# Shell Rotella T



## JLT (May 18, 2008)

I was at advnace auto parts picking up some castrol and the enthusiast there said i should try shell rotella T in my a3. anyone here have any experience. was just going to run the usual Castrol Syntec 5w-40 for the summer but he suggested this Shell 5w-40 synthetic rotella.


----------



## GT17V (Aug 7, 2001)

it's a nice robust oil. More robust than Syntec 5w40.
Yes, it's a diesel oil, so more detergents & Extreme pressure additives (diesel trucks can run insane boost)


----------



## daemontrym (Feb 13, 2008)

*Re: (GT17V)*

I use it in my 08 rabbit and I love it, its a great oil and its cheap.
You can find it cheaper at walmart or local truck stops. I have picked it up from 17-19 a gallon or 4.xx a quart. I just started using it in my car cause it called for 5w40 but I have been using it in my bikes since I started riding. The oil is a great oil and is API SM, SJ,SL and all that stuff approved but not VW 502 or ACEA. 
The stuff won't damage your cat and that as people will think. Many people at http://www.bobistheoilguy.com forums run it from stock cars, modded subis, drag bikes, track bikes, and all that fun stuff.
I use it in my car and bike because I can always keep some on hand to keep the cost of oil changes down between the 2. I have about 1k on mine now and my car runs smoother and I get alittle bit better gas mileage moving from German castrol ow30 I got on sale the first oil change.


----------



## fukengruven1982 (Jan 8, 2005)

*Re: (daemontrym)*

arent you supposed to be running synthetic in your rabbit?


----------



## daemontrym (Feb 13, 2008)

*Re: (fukengruven1982)*

Rotella comes in 3 flavors
Dino 15w40 Syn 5w40 and syn 0w40


----------



## beastyben1 (Mar 12, 2009)

just bought some today.
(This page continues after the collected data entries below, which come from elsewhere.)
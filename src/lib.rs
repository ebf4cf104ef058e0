// src/lib.rs
// Public library surface for the binary and integration tests.

pub mod config;
pub mod export;
pub mod filter;
pub mod ingest;
pub mod model;
pub mod state;

// ---- Re-exports for stable public API ----
pub use crate::config::{HarvestSettings, SourceConfig};
pub use crate::filter::KeywordSets;
pub use crate::ingest::providers::ParserRegistry;
pub use crate::ingest::{HarvestReport, Harvester, SourceStats};
pub use crate::model::Job;
pub use crate::state::DiscoveryState;

use anyhow::{Context, Result};
use tracing::info;

/// One complete harvest: load sources and state, run, write both CSVs, save state.
///
/// State is saved last, so a crash mid-run leaves the previous state untouched
/// and the affected postings are reported as new again next time.
pub async fn run(settings: &HarvestSettings) -> Result<HarvestReport> {
    let sources = config::load_sources_from(&settings.sources_path)?;
    let mut state = DiscoveryState::load(&settings.state_path)?;
    info!(
        sources = sources.len(),
        seen = state.len(),
        "loaded sources and discovery state"
    );

    let fetcher = ingest::fetch::HttpFetcher::from_settings(settings)?;
    let registry = ParserRegistry::builtin();
    let keywords = KeywordSets::v1();
    let harvester = Harvester {
        registry: &registry,
        fetcher: &fetcher,
        keywords: &keywords,
        detail_delay: settings.detail_delay,
    };

    let report = harvester.run_once(&sources, &mut state).await;

    export::write_jobs_csv(&settings.latest_csv_path(), &report.all)
        .context("writing latest report")?;
    export::write_jobs_csv(&settings.new_csv_path(), &report.new)
        .context("writing new-postings report")?;
    state.save(&settings.state_path)?;

    info!(
        latest = report.all.len(),
        new = report.new.len(),
        started_at = %report.started_at,
        "Done"
    );
    Ok(report)
}
// src/ingest/types.rs
use anyhow::{anyhow, Result};
use std::collections::HashMap;
use std::sync::Mutex;

use crate::config::SourceConfig;
use crate::model::Job;

/// Anything that can turn a URL into page text.
#[async_trait::async_trait]
pub trait PageFetcher: Send + Sync {
    async fn get_text(&self, url: &str) -> Result<String>;
}

/// One parser per site family. Errors are caught by the run loop and the
/// source then yields zero candidates.
#[async_trait::async_trait]
pub trait SourceParser: Send + Sync {
    async fn parse(&self, source: &SourceConfig, fetcher: &dyn PageFetcher) -> Result<Vec<Job>>;
    fn name(&self) -> &'static str;
}

// --- Test helper ---
/// In-memory fetcher: serves canned HTML by exact URL and records every request.
#[derive(Debug, Default)]
pub struct FixtureFetcher {
    pages: HashMap<String, String>,
    pub calls: Mutex<Vec<String>>,
}

impl FixtureFetcher {
    pub fn new() -> Self {
        Self::default()
    }

    pub fn with_page(mut self, url: &str, html: &str) -> Self {
        self.pages.insert(url.to_string(), html.to_string());
        self
    }

    pub fn requested(&self) -> Vec<String> {
        self.calls.lock().map(|c| c.clone()).unwrap_or_default()
    }
}

#[async_trait::async_trait]
impl PageFetcher for FixtureFetcher {
    async fn get_text(&self, url: &str) -> Result<String> {
        if let Ok(mut calls) = self.calls.lock() {
            calls.push(url.to_string());
        }
        self.pages
            .get(url)
            .cloned()
            .ok_or_else(|| anyhow!("no fixture for {url}"))
    }
}
// src/ingest/providers/generic.rs
use anyhow::Result;
use async_trait::async_trait;
use once_cell::sync::Lazy;
use scraper::{Html, Selector};

use super::{absolute_url, anchor_parts, base_job, extract_job_type};
use crate::config::SourceConfig;
use crate::ingest::types::{PageFetcher, SourceParser};
use crate::model::Job;

static ANCHORS: Lazy<Selector> = Lazy::new(|| Selector::parse("a[href]").unwrap());

/// Every titled link on the page is a candidate; the filters sort them out.
pub fn parse_html(source: &SourceConfig, html: &str) -> Vec<Job> {
    let doc = Html::parse_document(html);
    doc.select(&ANCHORS)
        .filter_map(|a| anchor_parts(&a))
        .map(|(title, href)| Job {
            job_type: extract_job_type(&title).to_string(),
            url: absolute_url(&source.url, &href),
            title,
            ..base_job(source)
        })
        .collect()
}

pub struct GenericParser;

#[async_trait]
impl SourceParser for GenericParser {
    async fn parse(&self, source: &SourceConfig, fetcher: &dyn PageFetcher) -> Result<Vec<Job>> {
        let html = fetcher.get_text(&source.url).await?;
        let jobs = parse_html(source, &html);
        tracing::info!(source = %source.id, count = jobs.len(), "generic parser extracted candidates");
        Ok(jobs)
    }

    fn name(&self) -> &'static str {
        "generic"
    }
}
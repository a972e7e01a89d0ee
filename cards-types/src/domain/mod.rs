//! Domain models for the cards service.

pub mod card;
pub mod external_id;
pub mod holder;

pub use card::{Card, CardId, NewCard};
pub use external_id::ExternalId;
pub use holder::{Holder, HolderId, NewHolder};
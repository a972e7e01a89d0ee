//! Lookup strategy selection for list operations.
//!
//! A blank filter (empty or whitespace only) is treated exactly like an
//! omitted one. Listing never fails with NotFound: no match is an empty list.

use cards_types::{
    Card, CardPredicate, CardRepository, Holder, HolderPredicate, HolderRepository, RepoError,
};

/// Drops filters that carry no text.
pub fn provided(filter: Option<&str>) -> Option<&str> {
    filter.filter(|f| !f.trim().is_empty())
}

/// How a card listing is executed against the store.
#[derive(Debug, Clone, PartialEq, Eq)]
pub enum CardQuery {
    /// Unfiltered enumeration.
    All,
    /// One predicate lookup; with both filters set this is the combined form.
    Matching(CardPredicate),
}

impl CardQuery {
    pub fn compose(number: Option<&str>, holder: Option<&str>) -> Self {
        match (provided(number), provided(holder)) {
            (None, None) => CardQuery::All,
            (Some(number), None) => {
                CardQuery::Matching(CardPredicate::NumberContains(number.to_string()))
            }
            (None, Some(holder)) => {
                CardQuery::Matching(CardPredicate::HolderContains(holder.to_string()))
            }
            (Some(number), Some(holder)) => {
                CardQuery::Matching(CardPredicate::NumberAndHolderContain {
                    number: number.to_string(),
                    holder: holder.to_string(),
                })
            }
        }
    }

    pub async fn execute<R: CardRepository + ?Sized>(
        &self,
        repo: &R,
    ) -> Result<Vec<Card>, RepoError> {
        match self {
            CardQuery::All => repo.find_all_cards().await,
            CardQuery::Matching(predicate) => repo.find_cards_by(predicate).await,
        }
    }
}

/// How a holder listing is executed against the store.
#[derive(Debug, Clone, PartialEq, Eq)]
pub enum HolderQuery {
    All,
    Matching(HolderPredicate),
}

impl HolderQuery {
    pub fn compose(name: Option<&str>) -> Self {
        match provided(name) {
            None => HolderQuery::All,
            Some(name) => HolderQuery::Matching(HolderPredicate::NameContains(name.to_string())),
        }
    }

    pub async fn execute<R: HolderRepository + ?Sized>(
        &self,
        repo: &R,
    ) -> Result<Vec<Holder>, RepoError> {
        match self {
            HolderQuery::All => repo.find_all_holders().await,
            HolderQuery::Matching(predicate) => repo.find_holders_by(predicate).await,
        }
    }
}

#[cfg(test)]
mod tests {
    use super::*;

    #[test]
    fn test_no_filters_lists_everything() {
        assert_eq!(CardQuery::compose(None, None), CardQuery::All);
        assert_eq!(HolderQuery::compose(None), HolderQuery::All);
    }

    #[test]
    fn test_blank_filters_count_as_absent() {
        assert_eq!(CardQuery::compose(Some(""), Some("   ")), CardQuery::All);
        assert_eq!(
            CardQuery::compose(Some(""), Some("Ana")),
            CardQuery::Matching(CardPredicate::HolderContains("Ana".into()))
        );
        assert_eq!(HolderQuery::compose(Some("")), HolderQuery::All);
    }

    #[test]
    fn test_single_filters() {
        assert_eq!(
            CardQuery::compose(Some("1111"), None),
            CardQuery::Matching(CardPredicate::NumberContains("1111".into()))
        );
        assert_eq!(
            HolderQuery::compose(Some("an")),
            HolderQuery::Matching(HolderPredicate::NameContains("an".into()))
        );
    }

    #[test]
    fn test_both_filters_combine_into_one_lookup() {
        assert_eq!(
            CardQuery::compose(Some("1111"), Some("Ana")),
            CardQuery::Matching(CardPredicate::NumberAndHolderContain {
                number: "1111".into(),
                holder: "Ana".into(),
            })
        );
    }
}
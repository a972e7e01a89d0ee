//! Cache-aside layer for single-entity reads and writes.
//!
//! Reads consult the cache first and populate it on a store hit. Writes
//! update the cache from the value the store returned. Deletes evict every
//! key of the removed entity. A failed store call never touches the cache.

use std::future::Future;
use std::sync::Arc;

use dashmap::DashMap;

use cards_types::{Card, ExternalId, Holder, RepoError};

/// Key an entity can be cached under.
#[derive(Debug, Clone, Copy, PartialEq, Eq, Hash)]
pub enum CacheKey {
    /// Surrogate id assigned by the store.
    Id(i64),
    /// Stable external id.
    External(ExternalId),
}

impl std::fmt::Display for CacheKey {
    fn fmt(&self, f: &mut std::fmt::Formatter<'_>) -> std::fmt::Result {
        match self {
            CacheKey::Id(id) => write!(f, "id:{}", id),
            CacheKey::External(id) => write!(f, "external:{}", id),
        }
    }
}

/// An entity that knows the keys it is reachable under.
pub trait Cached: Clone + Send + Sync + 'static {
    fn cache_keys(&self) -> Vec<CacheKey>;
}

impl Cached for Card {
    fn cache_keys(&self) -> Vec<CacheKey> {
        vec![CacheKey::Id(self.id.get()), CacheKey::External(self.external_id)]
    }
}

impl Cached for Holder {
    fn cache_keys(&self) -> Vec<CacheKey> {
        vec![CacheKey::Id(self.id.get())]
    }
}

/// Storage behind the cache-aside layer.
pub trait EntityCache<V>: Send + Sync {
    fn get(&self, key: &CacheKey) -> Option<V>;
    fn put(&self, key: CacheKey, value: V);
    fn evict(&self, key: &CacheKey);
}

/// Process-local cache backed by a concurrent map.
pub struct InMemoryCache<V> {
    entries: DashMap<CacheKey, V>,
}

impl<V> InMemoryCache<V> {
    pub fn new() -> Self {
        Self {
            entries: DashMap::new(),
        }
    }

    pub fn len(&self) -> usize {
        self.entries.len()
    }

    pub fn is_empty(&self) -> bool {
        self.entries.is_empty()
    }
}

impl<V> Default for InMemoryCache<V> {
    fn default() -> Self {
        Self::new()
    }
}

impl<V: Clone + Send + Sync> EntityCache<V> for InMemoryCache<V> {
    fn get(&self, key: &CacheKey) -> Option<V> {
        self.entries.get(key).map(|entry| entry.value().clone())
    }

    fn put(&self, key: CacheKey, value: V) {
        self.entries.insert(key, value);
    }

    fn evict(&self, key: &CacheKey) {
        self.entries.remove(key);
    }
}

/// Wraps store calls for one entity type with cache-aside semantics.
pub struct CacheAside<V> {
    cache: Arc<dyn EntityCache<V>>,
}

impl<V> Clone for CacheAside<V> {
    fn clone(&self) -> Self {
        Self {
            cache: self.cache.clone(),
        }
    }
}

impl<V: Cached> CacheAside<V> {
    pub fn new(cache: Arc<dyn EntityCache<V>>) -> Self {
        Self { cache }
    }

    /// Returns the cached value for `key`, or loads it and caches it under
    /// all of its keys.
    pub async fn read<F, Fut>(&self, key: CacheKey, load: F) -> Result<Option<V>, RepoError>
    where
        F: FnOnce() -> Fut,
        Fut: Future<Output = Result<Option<V>, RepoError>>,
    {
        if let Some(hit) = self.cache.get(&key) {
            tracing::debug!(%key, "cache hit");
            return Ok(Some(hit));
        }

        tracing::debug!(%key, "cache miss");
        let loaded = load().await?;
        if let Some(value) = &loaded {
            self.store(value);
        }
        Ok(loaded)
    }

    /// Runs a create or update and caches the value the store returned.
    pub async fn write<F, Fut>(&self, persist: F) -> Result<V, RepoError>
    where
        F: FnOnce() -> Fut,
        Fut: Future<Output = Result<V, RepoError>>,
    {
        let written = persist().await?;
        self.store(&written);
        Ok(written)
    }

    /// Runs a delete of `value` and evicts all of its keys once the store
    /// has answered.
    pub async fn remove<F, Fut>(&self, value: &V, delete: F) -> Result<bool, RepoError>
    where
        F: FnOnce() -> Fut,
        Fut: Future<Output = Result<bool, RepoError>>,
    {
        let deleted = delete().await?;
        for key in value.cache_keys() {
            self.cache.evict(&key);
        }
        Ok(deleted)
    }

    fn store(&self, value: &V) {
        for key in value.cache_keys() {
            self.cache.put(key, value.clone());
        }
    }
}

#[cfg(test)]
mod tests {
    use super::*;
    use cards_types::{HolderId, NewHolder};
    use chrono::Utc;
    use std::sync::atomic::{AtomicUsize, Ordering};

    fn holder(id: i64, name: &str) -> Holder {
        let now = Utc::now();
        NewHolder {
            name: name.to_string(),
            created_at: now,
            updated_at: now,
        }
        .with_id(HolderId::new(id))
    }

    fn layer() -> (Arc<InMemoryCache<Holder>>, CacheAside<Holder>) {
        let cache = Arc::new(InMemoryCache::new());
        let aside = CacheAside::new(cache.clone() as Arc<dyn EntityCache<Holder>>);
        (cache, aside)
    }

    #[tokio::test]
    async fn test_read_populates_then_hits() {
        let (cache, aside) = layer();
        let loads = AtomicUsize::new(0);
        let counter = &loads;

        let first = aside
            .read(CacheKey::Id(1), move || async move {
                counter.fetch_add(1, Ordering::SeqCst);
                Ok::<_, RepoError>(Some(holder(1, "Ana")))
            })
            .await
            .unwrap();
        let second = aside
            .read(CacheKey::Id(1), move || async move {
                counter.fetch_add(1, Ordering::SeqCst);
                Ok::<_, RepoError>(None)
            })
            .await
            .unwrap();

        assert_eq!(first, second);
        assert_eq!(loads.load(Ordering::SeqCst), 1);
        assert_eq!(cache.len(), 1);
    }

    #[tokio::test]
    async fn test_missing_value_is_not_cached() {
        let (cache, aside) = layer();

        let found = aside
            .read(CacheKey::Id(9), || async { Ok::<_, RepoError>(None) })
            .await
            .unwrap();

        assert!(found.is_none());
        assert!(cache.is_empty());
    }

    #[tokio::test]
    async fn test_failed_write_leaves_cache_untouched() {
        let (cache, aside) = layer();
        cache.put(CacheKey::Id(1), holder(1, "Ana"));

        let result = aside
            .write(|| async { Err::<Holder, _>(RepoError::Database("down".into())) })
            .await;

        assert!(result.is_err());
        assert_eq!(cache.get(&CacheKey::Id(1)).unwrap().name, "Ana");
    }

    #[tokio::test]
    async fn test_write_replaces_cached_value() {
        let (cache, aside) = layer();
        cache.put(CacheKey::Id(1), holder(1, "Ana"));

        aside
            .write(|| async { Ok::<_, RepoError>(holder(1, "Anabel")) })
            .await
            .unwrap();

        assert_eq!(cache.get(&CacheKey::Id(1)).unwrap().name, "Anabel");
    }

    #[tokio::test]
    async fn test_failed_delete_keeps_entry() {
        let (cache, aside) = layer();
        let ana = holder(1, "Ana");
        cache.put(CacheKey::Id(1), ana.clone());

        let result = aside
            .remove(&ana, || async { Err::<bool, _>(RepoError::Database("down".into())) })
            .await;

        assert!(result.is_err());
        assert!(cache.get(&CacheKey::Id(1)).is_some());

        aside
            .remove(&ana, || async { Ok::<_, RepoError>(true) })
            .await
            .unwrap();
        assert!(cache.get(&CacheKey::Id(1)).is_none());
    }

    #[test]
    fn test_card_is_cached_under_both_keys() {
        let now = Utc::now();
        let card = cards_types::NewCard {
            external_id: ExternalId::new(),
            number: "1111222233334444".to_string(),
            cvc: "123".to_string(),
            expiry: chrono::NaiveDate::from_ymd_opt(2099, 1, 1).unwrap(),
            holder_name: "Ana".to_string(),
            balance: 0.0,
            created_at: now,
            updated_at: now,
        }
        .with_id(cards_types::CardId::new(4));

        assert_eq!(
            card.cache_keys(),
            vec![CacheKey::Id(4), CacheKey::External(card.external_id)]
        );
    }
}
On sale at O'Reilly for 9.99 for 1gal, Walmart had it for 10.50 too today. got over 225K and it feels nice.
...dino that is








i like the Rotella T compared to others.
_Modified by beastyben1 at 7:23 PM 4-11-2009_


_Modified by beastyben1 at 7:24 PM 4-11-2009_


----------



## daemontrym (Feb 13, 2008)

*Re: (beastyben1)*

It's good stuff
My VFR and vw love it


----------



## Q-DawgVFR (Mar 19, 2009)

My VFR likes it too.


----------



## slowbluVW (Oct 15, 2002)

I used to use Rotella 5W40 in the Jetta, but changed over to Syntec 5W40 when Autozone started stocking it a couple of years ago. The Syntec is "VW" spec, whereas the Rotella isn't. With that said, had I not found the Syntec, I'd still be running the Rotella.


----------